‘Existential and urgent’: what impact will ICJ climate ruling have on Cop30?

November 9, 2025

In July 2025, the international court of justice delivered a landmark decision that clarified that all states were bound under international law to tackle the human-made climate crisis, which the judges unanimously concluded posed an “urgent and existential threat” to the planet’s life-sustaining systems and therefore humanity itself.

The ICJ advisory opinion built on rulings from hundreds of climate lawsuits across the world over the past decade or more, and added further legal weight to strong decisions from the inter-American court of human rights in July 2025 and the international tribunal on the law of the sea in May 2024.

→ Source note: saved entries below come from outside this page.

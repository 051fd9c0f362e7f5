//! Deliberation Engine use case
//!
//! Drives one run through the state machine:
//!
//! ```text
//! Ideation(r) -> Critique(r) -> Audit(r) -> ConvergenceCheck(r)
//!     -> Converged | Ideation(r + 1) | AwaitingClarification | Failed
//! ```
//!
//! Every transition is committed as a batch of events: applied to a copy of
//! the run, saved with a compare-and-swap on the record revision, and only
//! then journaled and published. A crash between two commits leaves the run
//! at the last durable boundary, from where [`DeliberationEngine::execute`]
//! picks it up again.

mod agent_call;

use council_domain::{
    AgentFailure, AgentId, AgentReply, AgentRequest, ArchitectureDecisionRecord, AuditDecision,
    AuditDigest, ClarificationAnswer, ClarificationRequest, ConvergenceChecker, ConvergenceVerdict,
    Critique, DefaultConvergenceChecker, DomainError, EngineState, EventKind, FailureReason,
    MachineInput, Phase, PhaseOutput, Proposal, Question, RequestPayload, ResponseOutcome, Run,
    RunEvent, RunId, RunStatus, SystemContext, ValidationError, transition,
};
use std::sync::Arc;
use thiserror::Error;
use tokio::task::JoinSet;
use tokio_util::sync::CancellationToken;
use tracing::{debug, info, warn};

use self::agent_call::{CallOutcome, call_agent};
use crate::config::{AgentProfile, ConfigError, EngineConfig};
use crate::events::{EventBus, SharedEventBus};
use crate::ports::agent_gateway::AgentGateway;
use crate::ports::clock::{Clock, SystemClock};
use crate::ports::event_journal::{EventJournal, NoEventJournal};
use crate::ports::run_store::{RunRecord, RunStore, StoreError};
use crate::use_cases::lease::RunLeases;

/// Times a step is re-attempted from the durable record after its commit failed.
const MAX_STEP_RETRIES: u32 = 1;

/// Errors that can occur while driving a run
#[derive(Error, Debug)]
pub enum EngineError {
    #[error("Agent {agent} timed out after {after_ms}ms")]
    AgentTimeout { agent: AgentId, after_ms: u64 },

    #[error("Agent {agent} failed: {message}")]
    AgentError { agent: AgentId, message: String },

    #[error("Agent {agent} returned invalid output: {error}")]
    ValidationFailure {
        agent: AgentId,
        error: ValidationError,
    },

    #[error("No convergence after {rounds} rounds")]
    ConvergenceExhausted { rounds: u32 },

    #[error("Run failed: {0}")]
    RunFailed(FailureReason),

    #[error("Run {0} is being written by another execution")]
    ConcurrentWriteConflict(RunId),

    #[error("Persistence failure: {0}")]
    PersistenceFailure(String),

    #[error("Run not found: {0}")]
    RunNotFound(RunId),

    #[error("Run {run_id} is {status}, not awaiting clarification")]
    NotAwaitingClarification { run_id: RunId, status: RunStatus },

    #[error("Clarification {actual} is not pending (pending: {expected})")]
    StaleClarification { expected: String, actual: String },

    #[error("Invalid council configuration: {0}")]
    Config(#[from] ConfigError),

    #[error(transparent)]
    Domain(#[from] DomainError),
}

impl EngineError {
    /// Run-level view of a permanent per-agent failure.
    pub fn from_agent_failure(agent: &AgentId, failure: &AgentFailure) -> Self {
        match failure {
            AgentFailure::Timeout { after_ms } => EngineError::AgentTimeout {
                agent: agent.clone(),
                after_ms: *after_ms,
            },
            AgentFailure::Error { message } => EngineError::AgentError {
                agent: agent.clone(),
                message: message.clone(),
            },
            AgentFailure::Validation { error } => EngineError::ValidationFailure {
                agent: agent.clone(),
                error: error.clone(),
            },
        }
    }

    pub fn is_conflict(&self) -> bool {
        matches!(self, EngineError::ConcurrentWriteConflict(_))
    }
}
//! Core domain concepts shared across all subdomains.
//!
//! - [`ids`]: run and agent identifiers
//! - [`question::Question`]: a validated, sanitized design question
//! - [`sanitize`]: prompt-injection screening for human-supplied text
//! - [`error::DomainError`]: domain-level errors

pub mod error;
pub mod ids;
pub mod question;
pub mod sanitize;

But the ICJ case in particular, which brought the world’s biggest problem to the world’s highest court, has been hailed as a gamechanger for climate justice and accountability. It made clear that the established legal duty to do no harm, particularly transboundary environmental harm, was universal and not contingent on a country’s ratification or membership of formal treaties such as the Paris agreement, from which Donald Trump withdrew on his first day back in the White House.

On Monday, the first day of Cop30, 25 UN experts including the special rapporteurs on climate change, Indigenous peoples and eduction, are expected to release a joint statement calling for “full compliance” with the ICJ ruling, along with a ban on fossil fuel lobbyists and more transparency as crucial steps in acheiving just climate action.

“The credibility of the climate COP30 as a whole depends on achieving a meaningful outcome on mitigation and international financial and technological cooperation, with specific reference to fossil fuels and related subsidies as the main drivers of climate change and their impacts on human rights, including health, economic equality, adequate standard of living, education, and cultural rights.”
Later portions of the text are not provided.